## EXERCISE DIRECTIONS
The lines to repeat are those below from the one containing "pub fn set_unavailable(&self, unavailable: bool)" down to the one containing "failed (acknowledgment lost)", both included; reproduce them exactly and nothing else.

## AVAILABLE RECORDS

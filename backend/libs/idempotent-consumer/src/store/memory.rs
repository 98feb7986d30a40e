//! In-memory dedup store
//!
//! Not durable: records vanish with the process. Meant for tests and local
//! runs. It mirrors the PostgreSQL store's contract (per-key serialization,
//! uniqueness checked at commit) and can inject storage faults.

use async_trait::async_trait;
use parking_lot::Mutex;
use std::collections::HashMap;
use std::sync::atomic::{AtomicBool, AtomicU32, Ordering};
use std::sync::Arc;
use std::time::Duration;
use tokio::sync::OwnedMutexGuard;

use super::{retention_cutoff, DedupRecord, DedupStore, DedupTransaction, InsertOutcome};
use crate::error::{IdempotencyError, IdempotencyResult};

#[derive(Default)]
struct Inner {
    records: Mutex<HashMap<String, DedupRecord>>,
    key_locks: Mutex<HashMap<String, Arc<tokio::sync::Mutex<()>>>>,
    disable_key_locks: AtomicBool,
    unavailable: AtomicBool,
    failing_commits: AtomicU32,
    lost_commit_acks: AtomicU32,
    insert_count: AtomicU32,
}

impl Inner {
    fn check_available(&self) -> IdempotencyResult<()> {
        if self.unavailable.load(Ordering::SeqCst) {
            return Err(IdempotencyError::StorageUnavailable(
                "memory store marked unavailable".to_string(),
            ));
        }
        Ok(())
    }

    fn take_one(counter: &AtomicU32) -> bool {
        counter
            .fetch_update(Ordering::SeqCst, Ordering::SeqCst, |n| n.checked_sub(1))
            .is_ok()
    }
}

/// Dedup store kept in process memory
#[derive(Clone, Default)]
pub struct MemoryDedupStore {
    inner: Arc<Inner>,
}

impl MemoryDedupStore {
    pub fn new() -> Self {
        Self::default()
    }

    /// Skip per-key serialization so concurrent handlers reach the commit-time
    /// uniqueness check
    pub fn without_key_locks(self) -> Self {
        self.inner.disable_key_locks.store(true, Ordering::SeqCst);
        self
    }

    /// Make every operation fail as if the store were unreachable
    pub fn set_unavailable(&self, unavailable: bool) {
        self.inner.unavailable.store(unavailable, Ordering::SeqCst);
    }

    /// Reject the next `n` commits without writing anything
    pub fn fail_next_commits(&self, n: u32) {
        self.inner.failing_commits.store(n, Ordering::SeqCst);
    }

    /// Apply the next `n` commits but report them as failed (acknowledgment lost)
    pub fn lose_next_commit_acks(&self, n: u32) {
        self.inner.lost_commit_acks.store(n, Ordering::SeqCst);
    }

    /// Insert a record directly, bypassing transactions
    pub fn seed(&self, record: DedupRecord) {
        self.inner.records.lock().insert(record.key.clone(), record);
    }

    pub fn get(&self, key: &str) -> Option<DedupRecord> {
        self.inner.records.lock().get(key).cloned()
    }

    pub fn len(&self) -> usize {
        self.inner.records.lock().len()
    }

    pub fn is_empty(&self) -> bool {
        self.len() == 0
    }

    /// Number of records ever committed
    pub fn committed_inserts(&self) -> u32 {
        self.inner.insert_count.load(Ordering::SeqCst)
    }
}

/// Transaction against [`MemoryDedupStore`]
pub struct MemoryTransaction {
    inner: Arc<Inner>,
    key: String,
    staged: Option<DedupRecord>,
    key_guard: Option<OwnedMutexGuard<()>>,
}

impl Drop for MemoryTransaction {
    fn drop(&mut self) {
        let Some(guard) = self.key_guard.take() else {
            return;
        };
        drop(guard);

        // Forget the key's lock once no other transaction holds or awaits it
        let mut locks = self.inner.key_locks.lock();
        if locks
            .get(&self.key)
            .is_some_and(|lock| Arc::strong_count(lock) == 1)
        {
            locks.remove(&self.key);
        }
    }
}

#[async_trait]
impl DedupTransaction for MemoryTransaction {
    async fn lookup(&mut self, key: &str) -> IdempotencyResult<Option<DedupRecord>> {
        self.inner.check_available()?;
        Ok(self.inner.records.lock().get(key).cloned())
    }

    async fn insert_if_absent(&mut self, record: &DedupRecord) -> IdempotencyResult<InsertOutcome> {
        self.inner.check_available()?;
        if self.inner.records.lock().contains_key(&record.key) {
            return Ok(InsertOutcome::AlreadyExists);
        }
        self.staged = Some(record.clone());
        Ok(InsertOutcome::Inserted)
    }

    async fn commit(mut self) -> IdempotencyResult<()> {
        self.inner.check_available()?;
        if Inner::take_one(&self.inner.failing_commits) {
            return Err(IdempotencyError::StorageUnavailable(
                "commit rejected".to_string(),
            ));
        }

        if let Some(record) = self.staged.take() {
            let mut records = self.inner.records.lock();
            if records.contains_key(&record.key) {
                return Err(IdempotencyError::UniqueViolation(record.key));
            }
            records.insert(record.key.clone(), record);
            self.inner.insert_count.fetch_add(1, Ordering::SeqCst);
        }

        if Inner::take_one(&self.inner.lost_commit_acks) {
            return Err(IdempotencyError::StorageUnavailable(
                "connection lost after commit".to_string(),
            ));
        }
        Ok(())
    }

    async fn rollback(self) -> IdempotencyResult<()> {
        Ok(())
    }
}

#[async_trait]
impl DedupStore for MemoryDedupStore {
    type Transaction = MemoryTransaction;

    async fn begin(&self, key: &str) -> IdempotencyResult<MemoryTransaction> {
        self.inner.check_available()?;

        let key_guard = if self.inner.disable_key_locks.load(Ordering::SeqCst) {
            None
        } else {
            let lock = self
                .inner
                .key_locks
                .lock()
                .entry(key.to_string())
                .or_default()
                .clone();
            Some(lock.lock_owned().await)
        };

        Ok(MemoryTransaction {
            inner: self.inner.clone(),
            key: key.to_string(),
            staged: None,
            key_guard,
        })
    }

    async fn lookup(&self, key: &str) -> IdempotencyResult<Option<DedupRecord>> {
        self.inner.check_available()?;
        Ok(self.inner.records.lock().get(key).cloned())
    }

    async fn expire_older_than(&self, retention: Duration) -> IdempotencyResult<u64> {
        self.inner.check_available()?;
        let cutoff = retention_cutoff(retention)?;

        let mut records = self.inner.records.lock();
        let before = records.len();
        records.retain(|_, record| record.processed_at >= cutoff);
        Ok((before - records.len()) as u64)
    }
}

#[cfg(test)]
mod tests {
    use super::*;
    use chrono::Utc;

    fn record(key: &str, age: chrono::Duration) -> DedupRecord {
        DedupRecord {
            key: key.to_string(),
            processed_at: Utc::now() - age,
            source_topic: "trade.orders".to_string(),
            outcome_hash: None,
        }
    }

    #[tokio::test]
    async fn test_commit_writes_staged_record() {
        let store = MemoryDedupStore::new();
        let mut tx = store.begin("ORD-1").await.unwrap();

        assert_eq!(tx.lookup("ORD-1").await.unwrap(), None);
        let outcome = tx
            .insert_if_absent(&record("ORD-1", chrono::Duration::zero()))
            .await
            .unwrap();
        assert_eq!(outcome, InsertOutcome::Inserted);
        assert!(store.is_empty(), "staged record must not be visible before commit");

        tx.commit().await.unwrap();
        assert_eq!(store.len(), 1);
        assert!(store.get("ORD-1").is_some());
    }

    #[tokio::test]
    async fn test_dropped_transaction_discards_record() {
        let store = MemoryDedupStore::new();
        {
            let mut tx = store.begin("ORD-2").await.unwrap();
            tx.insert_if_absent(&record("ORD-2", chrono::Duration::zero()))
                .await
                .unwrap();
        }
        assert!(store.is_empty());

        // Key lock released on drop
        let tx = store.begin("ORD-2").await.unwrap();
        tx.rollback().await.unwrap();
    }

    #[tokio::test]
    async fn test_key_locks_released_after_transactions_end() {
        let store = MemoryDedupStore::new();

        let mut tx = store.begin("ORD-5").await.unwrap();
        tx.insert_if_absent(&record("ORD-5", chrono::Duration::zero()))
            .await
            .unwrap();
        tx.commit().await.unwrap();

        let tx = store.begin("ORD-6").await.unwrap();
        tx.rollback().await.unwrap();

        assert!(store.inner.key_locks.lock().is_empty());
    }

    #[tokio::test]
    async fn test_key_lock_kept_while_waiter_queued() {
        let store = MemoryDedupStore::new();
        let first = store.begin("ORD-7").await.unwrap();

        let waiter = {
            let store = store.clone();
            tokio::spawn(async move { store.begin("ORD-7").await.map(|_| ()) })
        };
        tokio::time::sleep(Duration::from_millis(20)).await;

        drop(first);
        assert_eq!(
            store.inner.key_locks.lock().len(),
            1,
            "lock stays while a waiter holds it"
        );

        waiter.await.unwrap().unwrap();
        assert!(store.inner.key_locks.lock().is_empty());
    }

    #[tokio::test]
    async fn test_commit_detects_concurrent_winner() {
        let store = MemoryDedupStore::new().without_key_locks();
        let mut first = store.begin("ORD-3").await.unwrap();
        let mut second = store.begin("ORD-3").await.unwrap();

        first
            .insert_if_absent(&record("ORD-3", chrono::Duration::zero()))
            .await
            .unwrap();
        second
            .insert_if_absent(&record("ORD-3", chrono::Duration::zero()))
            .await
            .unwrap();

        first.commit().await.unwrap();
        let err = second.commit().await.unwrap_err();
        assert!(err.is_duplicate_key());
        assert_eq!(store.committed_inserts(), 1);
    }

    #[tokio::test]
    async fn test_expire_older_than() {
        let store = MemoryDedupStore::new();
        store.seed(record("old", chrono::Duration::days(40)));
        store.seed(record("fresh", chrono::Duration::hours(1)));

        let deleted = store
            .expire_older_than(Duration::from_secs(30 * 86400))
            .await
            .unwrap();

        assert_eq!(deleted, 1);
        assert!(store.get("old").is_none());
        assert!(store.get("fresh").is_some());
    }

    #[tokio::test]
    async fn test_unavailable_store_fails_operations() {
        let store = MemoryDedupStore::new();
        store.set_unavailable(true);

        let err = store.begin("ORD-4").await.err().unwrap();
        assert!(err.is_storage());
    }
}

## RESPONSE AREA
    pub fn set_unavailable(&self, unavailable: bool) {
        self.inner.unavailable.store(unavailable, Ordering::SeqCst);
    }

    /// Reject the next `n` commits without writing anything
    pub fn fail_next_commits(&self, n: u32) {
        self.inner.failing_commits.store(n, Ordering::SeqCst);
    }

    /// Apply the next `n` commits but report them as failed (acknowledgment lost)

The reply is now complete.